__YOUR OBJECTIVE__: Read the entries below and pull out each line with the string "SerdeFormatResult".

(Dataset entries)
=== Begin Enclosure ===

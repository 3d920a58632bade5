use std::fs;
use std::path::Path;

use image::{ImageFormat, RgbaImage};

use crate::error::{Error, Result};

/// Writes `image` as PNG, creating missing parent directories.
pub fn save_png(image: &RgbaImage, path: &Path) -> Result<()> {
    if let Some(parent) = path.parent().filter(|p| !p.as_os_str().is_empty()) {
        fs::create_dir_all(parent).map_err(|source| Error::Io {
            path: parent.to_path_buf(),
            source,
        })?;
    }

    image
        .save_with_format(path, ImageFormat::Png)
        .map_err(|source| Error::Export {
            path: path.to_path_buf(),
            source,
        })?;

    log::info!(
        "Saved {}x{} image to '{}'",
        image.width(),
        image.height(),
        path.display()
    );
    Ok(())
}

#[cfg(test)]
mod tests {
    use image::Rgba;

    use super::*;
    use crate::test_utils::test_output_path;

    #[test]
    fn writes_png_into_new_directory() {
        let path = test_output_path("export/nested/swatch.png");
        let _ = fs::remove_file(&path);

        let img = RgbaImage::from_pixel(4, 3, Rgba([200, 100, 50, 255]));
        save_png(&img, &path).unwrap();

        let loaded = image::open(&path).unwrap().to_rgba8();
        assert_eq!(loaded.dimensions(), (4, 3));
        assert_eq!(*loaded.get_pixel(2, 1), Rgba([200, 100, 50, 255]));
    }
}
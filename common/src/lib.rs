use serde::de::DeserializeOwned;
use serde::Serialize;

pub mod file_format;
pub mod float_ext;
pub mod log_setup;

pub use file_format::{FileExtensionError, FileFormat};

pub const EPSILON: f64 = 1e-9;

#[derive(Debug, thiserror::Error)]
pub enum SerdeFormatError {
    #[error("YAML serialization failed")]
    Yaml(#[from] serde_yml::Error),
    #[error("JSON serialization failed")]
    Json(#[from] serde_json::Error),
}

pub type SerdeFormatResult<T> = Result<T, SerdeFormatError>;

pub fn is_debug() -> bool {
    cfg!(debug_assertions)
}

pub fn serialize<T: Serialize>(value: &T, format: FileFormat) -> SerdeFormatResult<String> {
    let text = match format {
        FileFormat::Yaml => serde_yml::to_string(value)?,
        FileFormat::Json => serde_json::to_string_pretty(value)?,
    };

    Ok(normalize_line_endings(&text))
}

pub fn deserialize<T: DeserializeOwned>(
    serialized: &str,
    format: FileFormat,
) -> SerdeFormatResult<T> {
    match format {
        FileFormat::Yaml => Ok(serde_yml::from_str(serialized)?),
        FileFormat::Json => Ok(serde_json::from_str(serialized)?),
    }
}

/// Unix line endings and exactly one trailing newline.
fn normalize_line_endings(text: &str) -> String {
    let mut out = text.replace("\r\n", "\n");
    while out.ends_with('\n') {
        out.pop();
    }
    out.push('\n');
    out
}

=== End Enclosure ===

__RESPONSE TO THE EXERCISE__:
pub type SerdeFormatResult<T> = Result<T, SerdeFormatError>;
pub fn serialize<T: Serialize>(value: &T, format: FileFormat) -> SerdeFormatResult<String> {
) -> SerdeFormatResult<T> {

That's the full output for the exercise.